Records excerpted from a collection

▬▬▬▬▬▬▬▬▬▬

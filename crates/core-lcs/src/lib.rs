//! Longest Common Subsequence computations.
//!
//! Not to be mistaken for longest common *substring*: the subsequence may
//! skip items on both sides. The result is reported as matching chunks
//! `(left_start, right_start, length)`, strictly increasing on both axes.
//!
//! ```
//! use core_lcs::{Lcs, map_to_integer};
//!
//! let left = ["line 1", "line 2", "line 3"];
//! let right = ["line 2", "line 3"];
//! let (left_int, right_int, keys) = map_to_integer(&left, &right);
//!
//! let mut lcs = Lcs::default();
//! // Telling the engine the number of distinct keys tightens its runtime
//! // estimates; this step is optional.
//! lcs.options_mut().max_keys = keys;
//! let mut chunks = Vec::new();
//! let len = lcs.run(&left_int, &right_int, Some(&mut chunks));
//! assert_eq!(len, 2);
//! ```
//!
//! [`map_to_integer`] exists so the kernels only ever deal with dense
//! integer keys; byte inputs skip the mapping via [`Lcs::run_bytes`], where
//! the byte value is its own key.
//!
//! LCS lengths are non-negative, so negative return values express errors:
//! [`MEMORY_LIMIT_EXCEEDED`] and [`MAX_DIFF_EXCEEDED`].

use std::collections::HashMap;
use std::hash::Hash;

mod chunks;
mod hunt;
mod hybrid;
mod myers;
mod options;

pub use chunks::{Chunk, append_chunk, append_reverse_chunk, can_be_merged, reorder_reverse_chunks};
pub use hunt::{KeyOccurrences, LcsHunt};
pub use hybrid::{LcsHybrid, LcsHybridEstimator, LcsStats};
pub use myers::LcsMyers;
pub use options::{LcsOptions, MAX_DIFF_EXCEEDED, MEMORY_LIMIT_EXCEEDED};

/// Item type the kernels operate on. `key` must be dense and non-negative;
/// [`KeyOccurrences`] allocates `max_key + 1` slots.
pub trait LcsItem: Copy + Eq {
    fn key(self) -> usize;
}

impl LcsItem for i32 {
    fn key(self) -> usize {
        self as usize
    }
}

impl LcsItem for u8 {
    fn key(self) -> usize {
        self as usize
    }
}

/// Front end over [`LcsHybrid`] for integer and byte sequences.
#[derive(Debug, Default, Clone)]
pub struct Lcs {
    options: LcsOptions,
}

impl Lcs {
    pub fn new(options: LcsOptions) -> Self {
        Self { options }
    }

    pub fn options(&self) -> &LcsOptions {
        &self.options
    }

    pub fn options_mut(&mut self) -> &mut LcsOptions {
        &mut self.options
    }

    /// Computes the LCS of two integer sequences. The return value is the
    /// length of the longest common subsequence; the matched runs are
    /// appended to `chunks` when present. Passing `None` skips backpointer
    /// tracking and reduces both runtime and memory.
    ///
    /// On memory or diff bound violations, returns a negative error code
    /// and leaves `chunks` without interior matches.
    pub fn run(&self, left: &[i32], right: &[i32], chunks: Option<&mut Vec<Chunk>>) -> i32 {
        let mut hybrid = LcsHybrid::new(self.options.clone());
        hybrid.run(left, 0, right, 0, chunks)
    }

    /// Byte-sequence variant. Not UTF-8 aware: every byte is a separate
    /// unit, and the key space is fixed at 256.
    pub fn run_bytes(&self, left: &[u8], right: &[u8], chunks: Option<&mut Vec<Chunk>>) -> i32 {
        let mut options = self.options.clone();
        options.max_keys = u8::MAX as i32 + 1;
        let mut hybrid = LcsHybrid::new(options);
        hybrid.run(left, 0, right, 0, chunks)
    }
}

/// Maps two value sequences onto dense non-negative integers such that
/// `left_int[i] == right_int[j]` exactly when `left[i] == right[j]`.
///
/// Values occurring on only one side are collapsed: all right-only values
/// share one key and all left-only values share another, minimizing the key
/// count without affecting cross-sequence equality. Returns
/// `(left_int, right_int, keys)` where every mapped integer is in
/// `0..keys`.
pub fn map_to_integer<T: Eq + Hash>(left: &[T], right: &[T]) -> (Vec<i32>, Vec<i32>, i32) {
    let mut hash: HashMap<&T, i32> = HashMap::with_capacity(right.len());

    // Assign integers for the right side in first-occurrence order.
    let mut right_int: Vec<i32> = Vec::with_capacity(right.len());
    for entry in right {
        let next = hash.len() as i32;
        let mapped = *hash.entry(entry).or_insert(next);
        right_int.push(mapped);
    }

    // Map the left side onto the same integers; values absent from the
    // right all map to the shared key num_right_keys.
    let num_right_keys = hash.len() as i32;
    let mut used_by_left = vec![0i32; num_right_keys as usize + 1];
    let mut left_int: Vec<i32> = Vec::with_capacity(left.len());
    for entry in left {
        let mapped = hash.get(entry).copied().unwrap_or(num_right_keys);
        left_int.push(mapped);
        used_by_left[mapped as usize] = 1;
    }

    // Compact the key range: keys used only on the right collapse onto one
    // shared key. This is purely an optimization for the downstream
    // occurrence index; correctness does not depend on it.
    let mut num_new_keys = 0i32;
    let mut not_occurring = -1i32;
    for k in 0..=num_right_keys as usize {
        if used_by_left[k] != 0 {
            used_by_left[k] = num_new_keys;
            num_new_keys += 1;
        } else if k < num_right_keys as usize {
            if not_occurring == -1 {
                not_occurring = num_new_keys;
                num_new_keys += 1;
            }
            used_by_left[k] = not_occurring;
        }
    }
    for value in left_int.iter_mut() {
        *value = used_by_left[*value as usize];
    }
    for value in right_int.iter_mut() {
        *value = used_by_left[*value as usize];
    }
    (left_int, right_int, num_new_keys)
}

#[cfg(test)]
mod tests {
    use super::*;

    #[test]
    fn map_to_integer_preserves_cross_equality() {
        let left = ["line 1", "line 2", "line 3", "line 4"];
        let right = ["line 2", "line 6", "line 4"];
        let (left_int, right_int, keys) = map_to_integer(&left, &right);
        assert_eq!(keys, 4);
        for (i, l) in left.iter().enumerate() {
            for (j, r) in right.iter().enumerate() {
                assert_eq!(
                    left_int[i] == right_int[j],
                    l == r,
                    "mapping broke equality for ({i}, {j})"
                );
            }
        }
        for &v in left_int.iter().chain(right_int.iter()) {
            assert!((0..keys).contains(&v));
        }
    }

    #[test]
    fn map_to_integer_empty_sides() {
        let empty: [&str; 0] = [];
        let (left_int, right_int, keys) = map_to_integer(&empty, &empty);
        assert!(left_int.is_empty());
        assert!(right_int.is_empty());
        assert_eq!(keys, 0);
    }

    #[test]
    fn run_reports_full_match() {
        let lcs = Lcs::default();
        let mut chunks = Vec::new();
        let len = lcs.run(&[1, 2, 3], &[1, 2, 3], Some(&mut chunks));
        assert_eq!(len, 3);
        assert_eq!(chunks, vec![Chunk::new(0, 0, 3)]);
    }

    #[test]
    fn run_bytes_on_strings() {
        let lcs = Lcs::default();
        let mut chunks = Vec::new();
        let len = lcs.run_bytes(b"abcabba", b"cbabac", Some(&mut chunks));
        assert_eq!(len, 4);
        assert_eq!(chunks.iter().map(|c| c.length).sum::<i32>(), 4);
    }
}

▬▬▬▬▬▬▬▬▬▬

ACTIVITY
Return a copy of each line in the entries that contains "enumerate".

ANSWER BOX
        for (i, l) in left.iter().enumerate() {
            for (j, r) in right.iter().enumerate() {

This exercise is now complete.